Although the Inquisition technically targeted heretics, not Jews, inquisitors came to believe that Jews were also a problem, in that they were preventing the smooth assimilation of the conversos. In 1492, subsequent to the period Sachar discusses below, Ferdinand and Isabella were to expel the Jews from Spain because they were a corrupting influence on New Christians. The Jews left, but the Inquisition stayed and spread. In fact the Inquisition was established in Portugal in 1536, and by point of law extended to all of Spain and Portugal’s colonies in the New World.

The following article outlines the expansion of the Inquisition in Spain and the reactions of the converso community there. It is reprinted with permission from Farewell Espana: The World of the Sephardim Remembered, published by Alfred A. Knopf.

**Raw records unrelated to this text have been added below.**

//! # Telemetry Records
//!
//! One reading from one cell, as delivered by the ingestion transport.
//!
//! ## JSON shape
//!
//! ```json
//! {
//!   "station": 1, "container": 2, "pack": 3, "cell": 4,
//!   "voltage": 3.71, "current": -0.42, "temperature": 24.8,
//!   "max_capacity": 100.0, "soh": 0.97,
//!   "timestamp": 1760000000, "state": "discharging"
//! }
//! ```
//!
//! ## Current sign
//!
//! Positive current flows into the cell (charging); negative current flows out
//! (discharging).

use chrono::{DateTime, Utc};
use serde::{Deserialize, Serialize};

use crate::error::{BmsError, Result};

/// Operating mode reported alongside a reading.
#[derive(Debug, Clone, Copy, PartialEq, Eq, Hash, Serialize, Deserialize)]
#[serde(rename_all = "snake_case")]
pub enum OperatingState {
    Idle,
    Charging,
    Discharging,
    FastCharging,
    FastDischarging,
}

impl OperatingState {
    /// Charging and fast charging read SOC off the charge curve; everything
    /// else uses the discharge curve.
    #[must_use]
    pub fn is_charging(self) -> bool {
        matches!(self, Self::Charging | Self::FastCharging)
    }
}

impl std::fmt::Display for OperatingState {
    fn fmt(&self, f: &mut std::fmt::Formatter<'_>) -> std::fmt::Result {
        let name = match self {
            Self::Idle => "Idle",
            Self::Charging => "Charging",
            Self::Discharging => "Discharging",
            Self::FastCharging => "FastCharging",
            Self::FastDischarging => "FastDischarging",
        };
        f.write_str(name)
    }
}

/// Latest reading of one battery cell.
#[derive(Debug, Clone, PartialEq, Serialize, Deserialize)]
pub struct TelemetryRecord {
    pub station: u32,
    pub container: u32,
    pub pack: u32,
    pub cell: u32,

    /// Volts.
    pub voltage: f64,
    /// Amps, positive while charging.
    pub current: f64,
    /// Degrees Celsius.
    pub temperature: f64,
    /// Rated capacity in ampere hours.
    pub max_capacity: f64,
    /// State of health as a fraction of the original rated capacity.
    #[serde(default = "default_soh")]
    pub soh: f64,

    /// Epoch seconds.
    pub timestamp: i64,
    pub state: OperatingState,
}

fn default_soh() -> f64 { 1.0 }

/// Largest terminal voltage magnitude accepted from a cell sensor (V).
pub const MAX_ABS_VOLTAGE: f64 = 1_000.0;
/// Largest current magnitude accepted from a cell sensor (A).
pub const MAX_ABS_CURRENT: f64 = 10_000.0;
/// Accepted cell temperature range (°C).
pub const TEMPERATURE_RANGE: std::ops::RangeInclusive<f64> = -273.15..=1_000.0;
/// Largest rated capacity accepted for one cell (Ah).
pub const MAX_CELL_CAPACITY: f64 = 1_000_000.0;

impl TelemetryRecord {
    /// Decodes a JSON payload.
    ///
    /// # Errors
    ///
    /// Returns [`BmsError::MalformedRecord`] when the payload is not valid
    /// JSON, misses an identifier or field, or fails [`TelemetryRecord::validate`].
    pub fn from_json(payload: &str) -> Result<Self> {
        let record: Self = serde_json::from_str(payload)
            .map_err(|e| BmsError::MalformedRecord(e.to_string()))?;
        record.validate()?;
        Ok(record)
    }

    /// Checks every numeric field before the record may touch an aggregate.
    ///
    /// # Errors
    ///
    /// Returns [`BmsError::MalformedRecord`] if a measurement is non-finite
    /// or physically implausible, the capacity is out of range, or SOH lies
    /// outside `0.0..=1.0`.
    pub fn validate(&self) -> Result<()> {
        for (name, value) in [
            ("voltage", self.voltage),
            ("current", self.current),
            ("temperature", self.temperature),
            ("max_capacity", self.max_capacity),
            ("soh", self.soh),
        ] {
            if !value.is_finite() {
                return Err(BmsError::MalformedRecord(format!(
                    "{} must be finite, got {} ({})",
                    name,
                    value,
                    self.path()
                )));
            }
        }

        if self.voltage.abs() > MAX_ABS_VOLTAGE {
            return Err(BmsError::MalformedRecord(format!(
                "voltage magnitude must be <= {}, got {} ({})",
                MAX_ABS_VOLTAGE,
                self.voltage,
                self.path()
            )));
        }

        if self.current.abs() > MAX_ABS_CURRENT {
            return Err(BmsError::MalformedRecord(format!(
                "current magnitude must be <= {}, got {} ({})",
                MAX_ABS_CURRENT,
                self.current,
                self.path()
            )));
        }

        if !TEMPERATURE_RANGE.contains(&self.temperature) {
            return Err(BmsError::MalformedRecord(format!(
                "temperature must be between {} and {}, got {} ({})",
                TEMPERATURE_RANGE.start(),
                TEMPERATURE_RANGE.end(),
                self.temperature,
                self.path()
            )));
        }

        if !(0.0..=MAX_CELL_CAPACITY).contains(&self.max_capacity) {
            return Err(BmsError::MalformedRecord(format!(
                "max_capacity must be between 0 and {}, got {} ({})",
                MAX_CELL_CAPACITY,
                self.max_capacity,
                self.path()
            )));
        }

        if !(0.0..=1.0).contains(&self.soh) {
            return Err(BmsError::MalformedRecord(format!(
                "soh must be between 0.0 and 1.0, got {} ({})",
                self.soh,
                self.path()
            )));
        }

        Ok(())
    }

    /// `station/container/pack/cell` path, for log lines and errors.
    #[must_use]
    pub fn path(&self) -> String {
        format!("{}/{}/{}/{}", self.station, self.container, self.pack, self.cell)
    }

    /// Timestamp as UTC, if representable.
    #[must_use]
    pub fn observed_at(&self) -> Option<DateTime<Utc>> {
        DateTime::from_timestamp(self.timestamp, 0)
    }
}

#[cfg(test)]
pub(crate) fn sample_record(station: u32, container: u32, pack: u32, cell: u32) -> TelemetryRecord {
    TelemetryRecord {
        station,
        container,
        pack,
        cell,
        voltage: 3.35,
        current: -0.5,
        temperature: 25.0,
        max_capacity: 100.0,
        soh: 1.0,
        timestamp: 1_700_000_000,
        state: OperatingState::Discharging,
    }
}
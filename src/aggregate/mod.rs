//! # Aggregate Module
//!
//! Fleet-wide capacity aggregation over the Station → Container → Pack → Cell
//! hierarchy.
//!
//! This module handles:
//! - Validating and decoding telemetry records
//! - Routing records to shards by station id
//! - Per-cell smoothing and SOC estimation
//! - On-demand recalculation of capacity totals at every level

pub mod record;
pub mod shard;
pub mod tree;

use std::iter::Sum;
use std::ops::{Add, AddAssign};

use serde::Serialize;

/// Rated and currently stored capacity, in ampere hours.
#[derive(Debug, Clone, Copy, Default, PartialEq, Serialize)]
pub struct CapacityTotals {
    pub max_capacity: f64,
    pub current_capacity: f64,
}

impl CapacityTotals {
    #[must_use]
    pub fn new(max_capacity: f64, current_capacity: f64) -> Self {
        Self {
            max_capacity,
            current_capacity,
        }
    }

    /// Aggregate SOC as a fraction, or `None` when nothing is rated.
    #[must_use]
    pub fn state_of_charge(&self) -> Option<f64> {
        (self.max_capacity > 0.0).then(|| self.current_capacity / self.max_capacity)
    }
}

impl Add for CapacityTotals {
    type Output = Self;

    fn add(self, other: Self) -> Self {
        Self {
            max_capacity: self.max_capacity + other.max_capacity,
            current_capacity: self.current_capacity + other.current_capacity,
        }
    }
}

impl AddAssign for CapacityTotals {
    fn add_assign(&mut self, other: Self) {
        *self = *self + other;
    }
}

impl Sum for CapacityTotals {
    fn sum<I: Iterator<Item = Self>>(iter: I) -> Self {
        iter.fold(Self::default(), Add::add)
    }
}
//! # SOC Estimation
//!
//! Maps cell voltage (and current while charging) to a state of charge in
//! percent using piecewise-linear Li-ion curves.
//!
//! ## Discharge curve
//!
//! ```text
//!  V |
//!    | .
//!    |   .
//!    |     .   .    .    .    .    .    .   .
//!    |                                         .
//!    |                                           .
//!    |______________________________________________
//!    100%  90%                            10%    0%
//!     Vmax  VmidHigh                  VmidLow    Vmin
//! ```
//!
//! The flat plateau between `VmidHigh` and `VmidLow` carries 80% of the
//! capacity; the knees at either end carry 10% each.
//!
//! ## Charge curve
//!
//! While the charger holds constant current, voltage climbs through three
//! bands (0-5%, 5-15%, 15-80%). Once the cell reaches the upper knee and the
//! current starts to taper, voltage is pinned and the remaining 80-100% is read
//! from the current instead.

use serde::Deserialize;

use super::filter::{FilterParams, ScalarFilter};
use crate::error::{BmsError, Result};

/// Default discharge thresholds for the supported Li-ion chemistry (volts).
pub const DISCHARGE_MAX_VOLTAGE: f64 = 4.25;
pub const DISCHARGE_MID_HIGH_VOLTAGE: f64 = 3.7;
pub const DISCHARGE_MID_LOW_VOLTAGE: f64 = 3.0;
pub const DISCHARGE_MIN_VOLTAGE: f64 = 2.5;

/// Default charge thresholds for the supported Li-ion chemistry (volts).
pub const CHARGE_MAX_VOLTAGE: f64 = 4.2;
pub const CHARGE_MID_HIGH_VOLTAGE: f64 = 3.8;
pub const CHARGE_MID_LOW_VOLTAGE: f64 = 3.5;
pub const CHARGE_MIN_VOLTAGE: f64 = 2.5;

/// Default constant-charge current (1.0 C).
pub const MAX_CHARGING_CURRENT: f64 = 1.0;

/// Four strictly decreasing voltage knees of a SOC curve.
#[derive(Debug, Clone, Copy, PartialEq, Deserialize)]
#[serde(try_from = "RawThresholds")]
pub struct VoltageThresholds {
    max: f64,
    mid_high: f64,
    mid_low: f64,
    min: f64,
}

impl VoltageThresholds {
    /// Validates `max > mid_high > mid_low > min`, all finite.
    ///
    /// # Errors
    ///
    /// Returns [`BmsError::InvalidThresholds`] for non-finite values or any
    /// pair that is equal or inverted (both would divide by zero or flip a band).
    pub fn new(max: f64, mid_high: f64, mid_low: f64, min: f64) -> Result<Self> {
        for (name, value) in [
            ("max_voltage", max),
            ("mid_high_voltage", mid_high),
            ("mid_low_voltage", mid_low),
            ("min_voltage", min),
        ] {
            if !value.is_finite() {
                return Err(BmsError::InvalidThresholds(format!(
                    "{} must be finite, got {}",
                    name, value
                )));
            }
        }

        for (upper_name, upper, lower_name, lower) in [
            ("max_voltage", max, "mid_high_voltage", mid_high),
            ("mid_high_voltage", mid_high, "mid_low_voltage", mid_low),
            ("mid_low_voltage", mid_low, "min_voltage", min),
        ] {
            if upper <= lower {
                return Err(BmsError::InvalidThresholds(format!(
                    "{} ({}) must be greater than {} ({})",
                    upper_name, upper, lower_name, lower
                )));
            }
        }

        Ok(Self { max, mid_high, mid_low, min })
    }

    /// Default Li-ion discharge knees (4.25 / 3.7 / 3.0 / 2.5 V).
    #[must_use]
    pub fn discharge_default() -> Self {
        Self {
            max: DISCHARGE_MAX_VOLTAGE,
            mid_high: DISCHARGE_MID_HIGH_VOLTAGE,
            mid_low: DISCHARGE_MID_LOW_VOLTAGE,
            min: DISCHARGE_MIN_VOLTAGE,
        }
    }

    /// Default Li-ion charge knees (4.2 / 3.8 / 3.5 / 2.5 V).
    #[must_use]
    pub fn charge_default() -> Self {
        Self {
            max: CHARGE_MAX_VOLTAGE,
            mid_high: CHARGE_MID_HIGH_VOLTAGE,
            mid_low: CHARGE_MID_LOW_VOLTAGE,
            min: CHARGE_MIN_VOLTAGE,
        }
    }

    #[must_use]
    pub fn max(&self) -> f64 {
        self.max
    }

    #[must_use]
    pub fn mid_high(&self) -> f64 {
        self.mid_high
    }

    #[must_use]
    pub fn mid_low(&self) -> f64 {
        self.mid_low
    }

    #[must_use]
    pub fn min(&self) -> f64 {
        self.min
    }
}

The Inquisition Creeps Outwards from Andalusia

Once it had proved its efficacy in Andalusia, the Inquisition was extended step-by-step into the towns of central Castile, including Toledo and Ciudad Real. No one was safe from the frenzy of denunciations. Protected by anonymity, informers often implicated alleged marranos (the Spanish world for secret judaizers; literally, pigs) to satisfy private grievances. An army of inquisitional spies remained on the lookout for suspicious behavior. Those conversos who actually observed Judaism in private had not yet become adept at maintaining secrecy. A single careless remark could endanger an entire extended family. In Aragon, too, during these same years, King Fernando gradually was introducing his own Inquisition, adopting precisely the methods developed in Castile.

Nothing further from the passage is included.